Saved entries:
________________________________________
impl<S: SettingsStore> ScriptSession<S> {
    /// Start a session, restoring persisted fields from `store`.
    ///
    /// A remembered page that is no longer in the catalog is dropped.
    pub fn new(catalogs: Catalogs, config: AppConfig, store: S) -> Self {
        let saved = UserSettings::load(&store);
        let page = if catalogs.pages.find(&saved.page).is_some() {
            saved.page
        } else {
            String::new()
        };
        let none = config.validation.none_membership.clone();
        let fields = SessionFields {
            membership: none.clone(),
            new_membership: none,
            page,
            your_name: saved.your_name,
            your_first_name: saved.your_first_name,
            staff_level: saved.staff_level,
            include_space: saved.include_space,
            ..SessionFields::default()
        };
        Self {
            catalogs,
            config,
            store,
            staff_level_per_page: saved.staff_level_per_page,
            fields,
            placeholders: PlaceholderTracker::new(),
            listeners: Vec::new(),
        }
    }

    pub fn subscribe(&mut self, listener: impl FnMut(&SessionEvent) + 'static) {
        self.listeners.push(Box::new(listener));
    }

    fn emit(&mut self, event: SessionEvent) {
        for listener in &mut self.listeners {
            listener(&event);
        }
    }

    pub fn fields(&self) -> &SessionFields {
        &self.fields
    }

    pub fn catalogs(&self) -> &Catalogs {
        &self.catalogs
    }

    pub fn config(&self) -> &AppConfig {
        &self.config
    }

    pub fn store(&self) -> &S {
        &self.store
    }

    pub fn store_mut(&mut self) -> &mut S {
        &mut self.store
    }

    pub fn placeholders(&self) -> &PlaceholderTracker {
        &self.placeholders
    }

    /// Swap in a new catalog snapshot. Placeholders are cleared.
    pub fn reload_catalogs(&mut self, catalogs: Catalogs) {
        self.catalogs = catalogs;
        self.clear_placeholders();
        self.emit(SessionEvent::CatalogsReloaded);
    }

    fn clear_placeholders(&mut self) {
        self.placeholders.clear_all();
        self.emit(SessionEvent::PlaceholdersCleared);
    }

    fn changed(&mut self, field: Field) {
        if field.feeds_scripts() {
            self.clear_placeholders();
        }
        self.persist(field);
        self.emit(SessionEvent::FieldChanged(field));
    }

    fn persist(&mut self, field: Field) {
        let f = &self.fields;
        match field {
            Field::Page => self.store.set(KEY_PAGE, &f.page),
            Field::YourName => self.store.set(KEY_YOUR_NAME, &f.your_name),
            Field::YourFirstName => self.store.set(KEY_YOUR_FIRST_NAME, &f.your_first_name),
            Field::StaffLevel => settings::store_staff_level(
                &mut self.store,
                self.staff_level_per_page,
                &f.page,
                &f.staff_level,
            ),
            Field::IncludeSpace => self.store.set(
                KEY_INCLUDE_SPACE,
                if f.include_space { "true" } else { "false" },
            ),
            _ => {}
        }
    }

    fn update(&mut self, field: Field, apply: impl FnOnce(&mut SessionFields) -> bool) -> bool {
        let changed = apply(&mut self.fields);
        if changed {
            debug!("{field:?} changed");
            self.changed(field);
        }
        changed
    }

    pub fn set_user_name(&mut self, value: impl Into<String>) -> bool {
        let value = value.into();
        self.update(Field::UserName, |f| replace(&mut f.user_name, value))
    }

    pub fn set_membership(&mut self, value: impl Into<String>) -> bool {
        let value = value.into();
        self.update(Field::Membership, |f| replace(&mut f.membership, value))
    }

    /// Select a page. With per-page staff levels, the page's saved level is restored.
    pub fn set_page(&mut self, value: impl Into<String>) -> bool {
        let value = value.into();
        if !self.update(Field::Page, |f| replace(&mut f.page, value)) {
            return false;
        }
        if self.staff_level_per_page {
            let level = settings::load_staff_level(&self.store, true, &self.fields.page);
            if replace(&mut self.fields.staff_level, level) {
                self.emit(SessionEvent::FieldChanged(Field::StaffLevel));
            }
        }
        true
    }

    pub fn set_your_name(&mut self, value: impl Into<String>) -> bool {
        let value = value.into();
        self.update(Field::YourName, |f| replace(&mut f.your_name, value))
    }

    pub fn set_your_first_name(&mut self, value: impl Into<String>) -> bool {
        let value = value.into();
        self.update(Field::YourFirstName, |f| replace(&mut f.your_first_name, value))
    }

    pub fn set_staff_level(&mut self, value: impl Into<String>) -> bool {
        let value = value.into();
        self.update(Field::StaffLevel, |f| replace(&mut f.staff_level, value))
    }

    pub fn set_first_for_page(&mut self, value: bool) -> bool {
        self.update(Field::FirstForPage, |f| replace(&mut f.tags.first_for_page, value))
    }

    pub fn set_raw_tag(&mut self, value: bool) -> bool {
        self.update(Field::RawTag, |f| replace(&mut f.tags.raw, value))
    }

    pub fn set_community_tag(&mut self, value: bool) -> bool {
        self.update(Field::CommunityTag, |f| replace(&mut f.tags.community, value))
    }

    pub fn set_hub_tag(&mut self, value: bool) -> bool {
        self.update(Field::HubTag, |f| replace(&mut f.tags.hub, value))
    }

    pub fn set_new_membership(&mut self, value: impl Into<String>) -> bool {
        let value = value.into();
        self.update(Field::NewMembership, |f| replace(&mut f.new_membership, value))
    }

    pub fn set_include_space(&mut self, value: bool) -> bool {
        self.update(Field::IncludeSpace, |f| replace(&mut f.include_space, value))
    }

    /// Whether the staff level is remembered per page.
    pub fn set_staff_level_per_page(&mut self, value: bool) {
        if replace(&mut self.staff_level_per_page, value) {
            self.store
                .set(settings::KEY_STAFF_LEVEL_PER_PAGE, if value { "true" } else { "false" });
        }
    }

    pub fn page(&self) -> Option<&LoadedPage> {
        self.catalogs.pages.find(&self.fields.page)
    }

    /// Hub of the selected page, or the `hub:` prefix of an unknown page id.
    pub fn hub(&self) -> &str {
        match self.page() {
            Some(page) => page.hub.as_str(),
            None => self
                .fields
                .page
                .split_once(':')
                .map(|(hub, _)| hub)
                .unwrap_or(""),
        }
    }

    pub fn hub_config(&self) -> HubConfig {
        self.config.hub(self.hub())
    }

    /// Membership labels offered for the current hub.
    pub fn memberships(&self) -> Vec<String> {
        self.hub_config().memberships
    }

    pub fn staff_levels(&self) -> Vec<String> {
        self.hub_config().staff_levels
    }

    /// New-membership options for the current hub, "none" first.
    pub fn new_memberships(&self) -> Vec<String> {
        let mut options = vec![self.config.validation.none_membership.clone()];
        options.extend(
            self.catalogs
                .templates
                .special_templates_for_hub(self.hub())
                .into_iter()
                .map(str::to_string),
        );
        options
    }

    pub fn validation(&self) -> FieldValidation {
        let f = &self.fields;
        let none = &self.config.validation.none_membership;
        FieldValidation {
            user: validate_user(
                self.hub(),
                &f.user_name,
                &self.catalogs.disallow,
                &self.catalogs.caution,
            ),
            membership: validate_value_not_default(&f.membership, none),
            your_name: validate_user_name(&f.your_name),
            your_first_name: validate_value_not_empty(&f.your_first_name),
            page: validate_value_not_default(&f.page, ""),
            new_membership: validate_value_not_default(&f.new_membership, none),
        }
    }

    pub fn can_copy_scripts(&self) -> bool {
        self.validation().can_copy_scripts()
    }

    pub fn can_copy_new_membership_script(&self) -> bool {
        self.validation().can_copy_new_membership_script()
    }

    /// Substitution values for the current fields.
    pub fn substitution_fields(&self) -> Fields {
        let f = &self.fields;
        let hub = self.hub_config();
        let mut fields = self.page().map(Fields::for_page).unwrap_or_default();
        fields.member_level = member_level_label(&f.membership, hub.membership_prefix.as_deref());
        fields.user_name = f.user_name.clone();
        fields.your_name = f.your_name.clone();
        fields.your_first_name = f.your_first_name.clone();
        fields.staff_level = f.staff_level.clone();
        fields
    }

    fn render_kind(&self, kind: TemplateKind, fields: &Fields) -> String {
        let template = resolve(
            &self.catalogs.templates,
            kind,
            &self.fields.page,
            self.fields.tags,
            self.hub_config().capabilities(),
        );
        render(template, fields, self.fields.include_space)
    }

    /// Generate the three scripts.
    ///
    /// When validation blocks generation, the feature script carries the
    /// diagnostic and the other two are empty.
    pub fn scripts(&self) -> Scripts {
        let validation = self.validation();
        if !validation.can_copy_scripts() {
            return Scripts {
                feature: validation.diagnostic(),
                ..Scripts::default()
            };
        }
        let fields = self.substitution_fields();
        Scripts {
            feature: self.render_kind(TemplateKind::Feature, &fields),
            comment: self.render_kind(TemplateKind::Comment, &fields),
            original_post: self.render_kind(TemplateKind::OriginalPost, &fields),
        }
    }

    /// Generate the new-membership script, or a diagnostic when blocked.
    pub fn new_membership_script(&self) -> String {
        let validation = self.validation();
        if !validation.can_copy_new_membership_script() {
            let mut out = String::new();
            if validation.user.is_error() {
                out.push_str(&format!("User: {}\n", validation.user.message()));
            }
            if validation.new_membership.is_error() {
                out.push_str(&format!("New membership: {}\n", validation.new_membership.message()));
            }
            return out;
        }
        let key = format!("{}:{}", self.hub(), self.fields.new_membership);
        let template = self.catalogs.templates.special_template(&key).unwrap_or("");
        if template.is_empty() {
            debug!("no special template {key}");
        }
        render(template, &self.substitution_fields(), self.fields.include_space)
    }

    pub fn set_placeholder_value(
        &mut self,
        slot: ScriptSlot,
        family: PlaceholderFamily,
        name: &str,
        value: impl Into<String>,
    ) -> bool {
        self.placeholders.set_value(slot, family, name, value)
    }

    /// Start copying `slot`'s script.
    ///
    /// Discovers placeholders; when the editor is needed the caller fills the
    /// values in and calls [`ScriptSession::finish_editing`]. Otherwise the
    /// final text is returned and its values are pushed to the siblings.
    pub fn prepare_copy(&mut self, slot: ScriptSlot, force_editor: bool) -> CopyOutcome {
        let scripts = self.scripts();
        if !self.can_copy_scripts() {
            return CopyOutcome::Blocked(scripts.feature);
        }
        let script = scripts.get(slot);
        if self.placeholders.check_for_placeholders(slot, script, force_editor) {
            return CopyOutcome::NeedsEditor;
        }
        let text = self.placeholders.process(slot, script);
        self.placeholders.transfer(slot);
        CopyOutcome::Ready(text)
    }

    /// Close the editor for `slot` and return its final text.
    ///
    /// A field change while the editor was open clears the slot back to
    /// `Clean`. The regenerated script is then rescanned, and any markers it
    /// carries send the caller back to the editor instead of being stripped.
    pub fn finish_editing(&mut self, slot: ScriptSlot) -> CopyOutcome {
        let scripts = self.scripts();
        if !self.can_copy_scripts() {
            return CopyOutcome::Blocked(scripts.feature);
        }
        let script = scripts.get(slot);
        if self.placeholders.state(slot) != ReviewState::PendingReview
            && self.placeholders.check_for_placeholders(slot, script, false)
        {
            debug!("{slot} changed while editing, reopening the editor");
            return CopyOutcome::NeedsEditor;
        }
        self.placeholders.finish_review(slot);
        let text = self.placeholders.process(slot, script);
        self.placeholders.transfer(slot);
        CopyOutcome::Ready(text)
    }
}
________________________________________
__Problem description__
Identify the lines above with the word "values". Copy them.

__Output for this exercise__
    /// Substitution values for the current fields.
    /// values in and calls [`ScriptSession::finish_editing`]. Otherwise the
    /// final text is returned and its values are pushed to the siblings.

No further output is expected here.